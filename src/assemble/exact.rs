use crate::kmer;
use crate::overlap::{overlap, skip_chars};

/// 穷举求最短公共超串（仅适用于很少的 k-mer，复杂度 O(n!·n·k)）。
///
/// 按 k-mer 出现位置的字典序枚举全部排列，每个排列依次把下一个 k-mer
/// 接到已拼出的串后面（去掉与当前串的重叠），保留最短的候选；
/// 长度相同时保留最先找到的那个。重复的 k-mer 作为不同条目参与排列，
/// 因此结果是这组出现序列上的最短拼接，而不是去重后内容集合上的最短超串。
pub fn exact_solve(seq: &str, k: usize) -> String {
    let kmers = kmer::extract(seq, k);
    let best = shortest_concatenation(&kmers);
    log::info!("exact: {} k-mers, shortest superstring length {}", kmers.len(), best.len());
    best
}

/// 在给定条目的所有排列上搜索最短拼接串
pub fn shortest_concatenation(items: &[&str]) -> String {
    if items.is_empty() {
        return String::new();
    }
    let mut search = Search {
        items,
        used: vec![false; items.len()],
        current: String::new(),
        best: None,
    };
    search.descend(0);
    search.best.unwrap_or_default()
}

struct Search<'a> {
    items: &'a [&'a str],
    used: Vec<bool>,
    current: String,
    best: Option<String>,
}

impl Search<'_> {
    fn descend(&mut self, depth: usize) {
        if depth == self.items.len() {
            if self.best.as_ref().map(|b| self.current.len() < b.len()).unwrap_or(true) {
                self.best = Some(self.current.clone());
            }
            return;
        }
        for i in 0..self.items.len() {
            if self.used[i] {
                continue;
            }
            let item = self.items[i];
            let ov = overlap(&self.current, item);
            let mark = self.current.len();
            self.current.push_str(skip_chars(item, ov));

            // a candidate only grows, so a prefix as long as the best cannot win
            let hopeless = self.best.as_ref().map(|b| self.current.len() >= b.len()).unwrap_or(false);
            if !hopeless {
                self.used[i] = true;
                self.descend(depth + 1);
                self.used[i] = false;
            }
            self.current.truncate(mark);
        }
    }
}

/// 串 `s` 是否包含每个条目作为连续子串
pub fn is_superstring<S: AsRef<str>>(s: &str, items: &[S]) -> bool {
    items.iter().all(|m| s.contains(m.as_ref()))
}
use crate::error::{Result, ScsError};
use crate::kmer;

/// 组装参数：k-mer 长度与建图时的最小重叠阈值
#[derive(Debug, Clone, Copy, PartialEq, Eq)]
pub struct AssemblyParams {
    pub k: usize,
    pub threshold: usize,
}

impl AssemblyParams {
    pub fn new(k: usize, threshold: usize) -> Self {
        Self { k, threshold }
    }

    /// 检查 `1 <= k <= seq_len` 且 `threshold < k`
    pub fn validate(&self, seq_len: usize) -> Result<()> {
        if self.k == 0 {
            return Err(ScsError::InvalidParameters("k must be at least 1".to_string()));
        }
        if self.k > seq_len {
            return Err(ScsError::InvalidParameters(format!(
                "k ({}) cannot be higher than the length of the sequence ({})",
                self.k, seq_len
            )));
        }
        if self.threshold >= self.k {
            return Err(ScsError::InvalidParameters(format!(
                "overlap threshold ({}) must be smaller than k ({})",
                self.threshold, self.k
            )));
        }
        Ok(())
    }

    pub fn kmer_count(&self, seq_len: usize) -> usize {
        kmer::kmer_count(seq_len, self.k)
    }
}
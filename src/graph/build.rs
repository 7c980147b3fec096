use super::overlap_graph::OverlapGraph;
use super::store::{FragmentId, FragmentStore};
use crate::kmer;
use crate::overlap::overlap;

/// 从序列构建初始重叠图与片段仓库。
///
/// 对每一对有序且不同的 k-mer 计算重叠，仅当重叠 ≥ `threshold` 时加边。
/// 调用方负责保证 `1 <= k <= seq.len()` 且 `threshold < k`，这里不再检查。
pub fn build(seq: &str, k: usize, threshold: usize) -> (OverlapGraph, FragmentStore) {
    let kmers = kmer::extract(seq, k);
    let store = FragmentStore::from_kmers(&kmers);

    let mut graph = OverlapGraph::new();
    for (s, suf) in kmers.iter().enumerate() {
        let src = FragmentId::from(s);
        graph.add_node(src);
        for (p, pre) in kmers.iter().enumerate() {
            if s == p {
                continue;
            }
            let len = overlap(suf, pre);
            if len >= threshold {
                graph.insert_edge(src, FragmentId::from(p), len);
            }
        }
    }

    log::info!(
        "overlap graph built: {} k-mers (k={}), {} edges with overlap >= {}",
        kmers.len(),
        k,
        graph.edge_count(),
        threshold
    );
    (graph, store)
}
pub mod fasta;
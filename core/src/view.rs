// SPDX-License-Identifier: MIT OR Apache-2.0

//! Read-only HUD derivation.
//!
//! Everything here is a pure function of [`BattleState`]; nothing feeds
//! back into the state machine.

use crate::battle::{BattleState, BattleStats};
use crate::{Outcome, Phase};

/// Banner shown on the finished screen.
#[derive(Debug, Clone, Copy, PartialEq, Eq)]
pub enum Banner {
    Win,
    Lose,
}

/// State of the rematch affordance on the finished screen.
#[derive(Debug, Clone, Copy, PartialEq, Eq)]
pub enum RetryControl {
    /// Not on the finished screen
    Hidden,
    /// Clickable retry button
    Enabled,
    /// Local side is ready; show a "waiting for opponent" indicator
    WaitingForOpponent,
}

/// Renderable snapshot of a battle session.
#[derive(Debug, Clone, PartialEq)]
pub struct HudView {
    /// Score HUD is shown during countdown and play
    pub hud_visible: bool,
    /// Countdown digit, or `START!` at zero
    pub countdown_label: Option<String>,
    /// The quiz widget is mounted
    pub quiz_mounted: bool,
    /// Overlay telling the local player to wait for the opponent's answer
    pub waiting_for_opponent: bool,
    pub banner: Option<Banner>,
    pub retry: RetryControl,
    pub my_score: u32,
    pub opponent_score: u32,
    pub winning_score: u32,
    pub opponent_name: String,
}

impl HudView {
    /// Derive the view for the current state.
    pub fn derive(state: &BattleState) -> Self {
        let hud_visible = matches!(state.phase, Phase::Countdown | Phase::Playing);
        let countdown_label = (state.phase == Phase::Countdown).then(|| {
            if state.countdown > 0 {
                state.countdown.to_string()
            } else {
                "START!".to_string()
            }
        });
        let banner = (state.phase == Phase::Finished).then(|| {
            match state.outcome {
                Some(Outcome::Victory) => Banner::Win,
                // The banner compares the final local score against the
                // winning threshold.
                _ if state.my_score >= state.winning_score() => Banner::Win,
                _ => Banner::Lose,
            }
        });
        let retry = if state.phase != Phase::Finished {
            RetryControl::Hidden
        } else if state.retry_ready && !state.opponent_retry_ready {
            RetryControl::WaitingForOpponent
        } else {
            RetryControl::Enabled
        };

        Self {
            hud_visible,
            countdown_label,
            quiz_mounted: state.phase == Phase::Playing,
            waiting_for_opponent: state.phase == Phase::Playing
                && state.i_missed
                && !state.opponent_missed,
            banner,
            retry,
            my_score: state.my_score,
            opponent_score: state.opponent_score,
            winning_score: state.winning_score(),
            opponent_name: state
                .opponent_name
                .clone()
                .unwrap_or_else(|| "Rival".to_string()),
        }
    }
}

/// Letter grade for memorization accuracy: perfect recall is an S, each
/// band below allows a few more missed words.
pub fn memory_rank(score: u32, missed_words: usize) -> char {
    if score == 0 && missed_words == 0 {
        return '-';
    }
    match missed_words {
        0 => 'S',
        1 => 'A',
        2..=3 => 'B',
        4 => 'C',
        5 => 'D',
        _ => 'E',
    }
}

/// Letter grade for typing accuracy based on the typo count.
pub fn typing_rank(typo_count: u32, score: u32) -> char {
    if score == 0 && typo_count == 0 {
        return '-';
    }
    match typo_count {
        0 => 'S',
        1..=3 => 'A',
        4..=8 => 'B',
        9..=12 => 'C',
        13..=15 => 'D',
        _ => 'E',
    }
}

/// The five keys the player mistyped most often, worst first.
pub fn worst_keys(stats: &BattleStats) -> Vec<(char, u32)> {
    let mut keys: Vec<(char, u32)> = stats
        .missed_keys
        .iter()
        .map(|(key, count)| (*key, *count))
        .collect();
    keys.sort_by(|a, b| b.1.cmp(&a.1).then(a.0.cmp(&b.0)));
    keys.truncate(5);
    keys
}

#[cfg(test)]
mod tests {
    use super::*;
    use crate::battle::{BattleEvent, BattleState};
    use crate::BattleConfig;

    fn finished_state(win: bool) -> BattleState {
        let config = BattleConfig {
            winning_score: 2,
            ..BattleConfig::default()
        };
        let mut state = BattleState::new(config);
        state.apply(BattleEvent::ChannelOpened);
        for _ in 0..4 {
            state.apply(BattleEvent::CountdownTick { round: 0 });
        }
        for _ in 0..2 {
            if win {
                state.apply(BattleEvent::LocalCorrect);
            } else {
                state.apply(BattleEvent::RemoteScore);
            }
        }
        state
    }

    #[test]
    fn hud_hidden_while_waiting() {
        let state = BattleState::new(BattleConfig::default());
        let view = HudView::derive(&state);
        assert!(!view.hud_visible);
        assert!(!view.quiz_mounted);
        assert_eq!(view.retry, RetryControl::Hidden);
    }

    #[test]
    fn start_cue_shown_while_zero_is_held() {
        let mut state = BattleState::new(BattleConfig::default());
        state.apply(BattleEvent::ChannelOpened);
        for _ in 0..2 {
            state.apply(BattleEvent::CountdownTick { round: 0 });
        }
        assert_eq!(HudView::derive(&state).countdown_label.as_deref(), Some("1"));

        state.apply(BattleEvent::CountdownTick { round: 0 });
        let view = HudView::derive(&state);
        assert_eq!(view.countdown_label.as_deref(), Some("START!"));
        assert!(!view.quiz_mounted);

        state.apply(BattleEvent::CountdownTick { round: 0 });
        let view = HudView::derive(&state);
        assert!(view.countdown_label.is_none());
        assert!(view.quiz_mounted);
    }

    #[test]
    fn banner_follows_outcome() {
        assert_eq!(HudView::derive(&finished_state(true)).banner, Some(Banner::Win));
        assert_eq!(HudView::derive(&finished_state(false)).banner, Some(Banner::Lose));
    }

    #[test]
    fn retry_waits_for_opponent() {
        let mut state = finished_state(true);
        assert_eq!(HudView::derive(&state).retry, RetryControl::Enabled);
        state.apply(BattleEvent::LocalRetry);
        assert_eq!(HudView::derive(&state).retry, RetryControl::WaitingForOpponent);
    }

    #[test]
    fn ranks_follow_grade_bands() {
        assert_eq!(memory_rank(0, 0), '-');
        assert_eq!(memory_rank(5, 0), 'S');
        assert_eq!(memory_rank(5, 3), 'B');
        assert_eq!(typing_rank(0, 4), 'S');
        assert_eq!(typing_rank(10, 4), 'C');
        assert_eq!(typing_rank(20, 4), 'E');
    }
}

::::

*WORK ORDER*. Count every line in the data where the string "iter" occurs. Give nothing except the number.

*ANSWER TO THE EXERCISE*. 4